What you need to do
Within the records below, find each line that holds the string "tracing", then copy it.

=== Dataset entries ===

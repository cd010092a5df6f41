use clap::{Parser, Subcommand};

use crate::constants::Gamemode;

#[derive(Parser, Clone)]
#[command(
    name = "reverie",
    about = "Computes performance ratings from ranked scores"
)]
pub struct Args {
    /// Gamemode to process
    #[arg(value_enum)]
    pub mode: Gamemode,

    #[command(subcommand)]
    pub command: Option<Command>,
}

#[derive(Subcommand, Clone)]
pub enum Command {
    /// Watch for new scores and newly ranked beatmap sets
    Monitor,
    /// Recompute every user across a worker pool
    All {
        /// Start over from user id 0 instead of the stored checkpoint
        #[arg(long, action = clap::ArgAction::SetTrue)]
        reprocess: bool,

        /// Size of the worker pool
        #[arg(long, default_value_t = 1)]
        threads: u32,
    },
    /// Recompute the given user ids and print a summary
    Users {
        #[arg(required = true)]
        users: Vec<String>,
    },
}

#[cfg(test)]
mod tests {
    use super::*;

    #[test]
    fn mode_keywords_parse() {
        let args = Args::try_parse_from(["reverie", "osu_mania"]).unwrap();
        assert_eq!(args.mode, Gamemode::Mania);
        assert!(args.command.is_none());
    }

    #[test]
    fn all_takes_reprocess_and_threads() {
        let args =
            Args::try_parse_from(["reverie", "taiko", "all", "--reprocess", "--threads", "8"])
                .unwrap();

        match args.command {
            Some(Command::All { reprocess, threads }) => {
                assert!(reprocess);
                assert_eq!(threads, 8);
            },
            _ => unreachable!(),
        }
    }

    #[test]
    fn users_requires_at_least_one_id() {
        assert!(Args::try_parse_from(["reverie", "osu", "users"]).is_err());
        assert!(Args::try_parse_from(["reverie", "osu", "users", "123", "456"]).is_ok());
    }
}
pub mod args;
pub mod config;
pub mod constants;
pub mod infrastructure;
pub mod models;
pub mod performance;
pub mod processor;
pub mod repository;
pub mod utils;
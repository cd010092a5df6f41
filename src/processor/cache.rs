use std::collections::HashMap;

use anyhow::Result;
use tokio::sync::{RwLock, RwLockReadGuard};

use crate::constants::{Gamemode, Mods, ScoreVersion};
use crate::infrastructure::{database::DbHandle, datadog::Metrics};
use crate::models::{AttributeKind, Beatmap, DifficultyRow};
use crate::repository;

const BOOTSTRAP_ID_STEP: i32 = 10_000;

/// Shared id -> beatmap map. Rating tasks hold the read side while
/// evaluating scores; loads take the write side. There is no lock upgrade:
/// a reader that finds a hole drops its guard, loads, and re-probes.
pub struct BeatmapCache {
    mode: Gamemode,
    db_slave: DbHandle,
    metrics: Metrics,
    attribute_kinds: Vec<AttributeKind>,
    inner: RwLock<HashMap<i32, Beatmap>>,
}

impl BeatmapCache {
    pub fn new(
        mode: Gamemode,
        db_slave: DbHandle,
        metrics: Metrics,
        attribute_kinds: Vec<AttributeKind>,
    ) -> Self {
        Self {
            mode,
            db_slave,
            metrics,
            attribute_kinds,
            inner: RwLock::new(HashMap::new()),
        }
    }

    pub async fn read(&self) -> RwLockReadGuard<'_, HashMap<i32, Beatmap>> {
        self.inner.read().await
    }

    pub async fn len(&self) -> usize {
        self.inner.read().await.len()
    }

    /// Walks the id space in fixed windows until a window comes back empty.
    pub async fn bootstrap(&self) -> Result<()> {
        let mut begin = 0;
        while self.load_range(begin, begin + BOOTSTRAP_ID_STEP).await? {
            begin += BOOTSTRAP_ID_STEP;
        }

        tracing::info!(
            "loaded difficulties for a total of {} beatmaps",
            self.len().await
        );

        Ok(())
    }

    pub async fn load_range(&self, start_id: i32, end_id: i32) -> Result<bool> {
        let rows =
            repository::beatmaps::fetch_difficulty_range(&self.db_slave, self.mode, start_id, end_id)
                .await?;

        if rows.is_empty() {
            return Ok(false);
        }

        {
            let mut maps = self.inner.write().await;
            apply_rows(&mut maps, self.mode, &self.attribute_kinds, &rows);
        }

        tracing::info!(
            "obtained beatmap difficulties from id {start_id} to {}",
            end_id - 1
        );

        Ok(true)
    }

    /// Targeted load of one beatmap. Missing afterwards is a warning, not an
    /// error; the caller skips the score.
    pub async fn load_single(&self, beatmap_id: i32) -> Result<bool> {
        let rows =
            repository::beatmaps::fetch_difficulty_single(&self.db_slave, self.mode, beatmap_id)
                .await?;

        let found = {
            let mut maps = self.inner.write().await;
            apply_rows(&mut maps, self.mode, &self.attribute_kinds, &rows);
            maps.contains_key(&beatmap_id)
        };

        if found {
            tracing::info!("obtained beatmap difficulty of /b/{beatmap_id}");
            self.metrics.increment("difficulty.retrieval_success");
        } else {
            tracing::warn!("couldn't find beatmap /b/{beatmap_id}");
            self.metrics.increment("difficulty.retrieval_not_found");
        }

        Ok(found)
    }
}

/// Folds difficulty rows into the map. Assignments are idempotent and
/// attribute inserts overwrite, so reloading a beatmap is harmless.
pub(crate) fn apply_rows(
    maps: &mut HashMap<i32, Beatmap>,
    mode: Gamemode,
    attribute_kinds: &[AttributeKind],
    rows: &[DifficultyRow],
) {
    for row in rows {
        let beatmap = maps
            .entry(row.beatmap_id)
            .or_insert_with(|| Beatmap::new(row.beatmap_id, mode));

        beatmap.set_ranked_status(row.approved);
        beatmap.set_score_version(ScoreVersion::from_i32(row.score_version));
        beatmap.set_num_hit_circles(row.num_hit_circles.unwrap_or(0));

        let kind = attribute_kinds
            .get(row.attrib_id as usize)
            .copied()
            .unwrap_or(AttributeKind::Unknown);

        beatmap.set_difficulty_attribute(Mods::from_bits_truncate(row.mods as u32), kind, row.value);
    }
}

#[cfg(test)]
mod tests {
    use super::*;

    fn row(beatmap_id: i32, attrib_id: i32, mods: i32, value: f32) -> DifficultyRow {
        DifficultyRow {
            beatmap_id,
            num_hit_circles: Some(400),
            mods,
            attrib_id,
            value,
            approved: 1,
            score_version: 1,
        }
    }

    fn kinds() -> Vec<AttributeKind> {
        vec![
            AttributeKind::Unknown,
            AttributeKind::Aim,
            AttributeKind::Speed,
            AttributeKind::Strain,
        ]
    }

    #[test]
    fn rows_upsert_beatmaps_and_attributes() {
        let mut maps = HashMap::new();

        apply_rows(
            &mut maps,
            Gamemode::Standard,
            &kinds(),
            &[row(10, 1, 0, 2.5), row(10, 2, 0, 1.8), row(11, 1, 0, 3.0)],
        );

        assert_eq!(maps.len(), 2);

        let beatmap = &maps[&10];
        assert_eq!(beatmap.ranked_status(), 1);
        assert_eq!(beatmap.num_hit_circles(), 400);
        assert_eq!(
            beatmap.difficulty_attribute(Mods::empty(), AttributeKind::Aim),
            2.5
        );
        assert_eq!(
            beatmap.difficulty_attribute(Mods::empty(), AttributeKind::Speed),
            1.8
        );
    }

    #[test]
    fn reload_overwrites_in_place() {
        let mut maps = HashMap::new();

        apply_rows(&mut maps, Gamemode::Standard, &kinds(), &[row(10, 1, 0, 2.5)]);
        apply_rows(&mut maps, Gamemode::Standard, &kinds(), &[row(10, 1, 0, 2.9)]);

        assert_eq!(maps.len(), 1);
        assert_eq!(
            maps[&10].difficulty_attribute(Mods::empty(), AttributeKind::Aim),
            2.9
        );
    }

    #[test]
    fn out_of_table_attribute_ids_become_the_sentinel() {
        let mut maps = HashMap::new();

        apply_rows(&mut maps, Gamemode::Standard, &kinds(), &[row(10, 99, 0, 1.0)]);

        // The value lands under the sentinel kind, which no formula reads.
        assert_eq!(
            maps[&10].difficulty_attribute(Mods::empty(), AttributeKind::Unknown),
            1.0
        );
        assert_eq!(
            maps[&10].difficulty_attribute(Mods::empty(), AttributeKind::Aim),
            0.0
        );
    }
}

===

Written solution
        tracing::info!(
        tracing::info!(
            tracing::info!("obtained beatmap difficulty of /b/{beatmap_id}");
            tracing::warn!("couldn't find beatmap /b/{beatmap_id}");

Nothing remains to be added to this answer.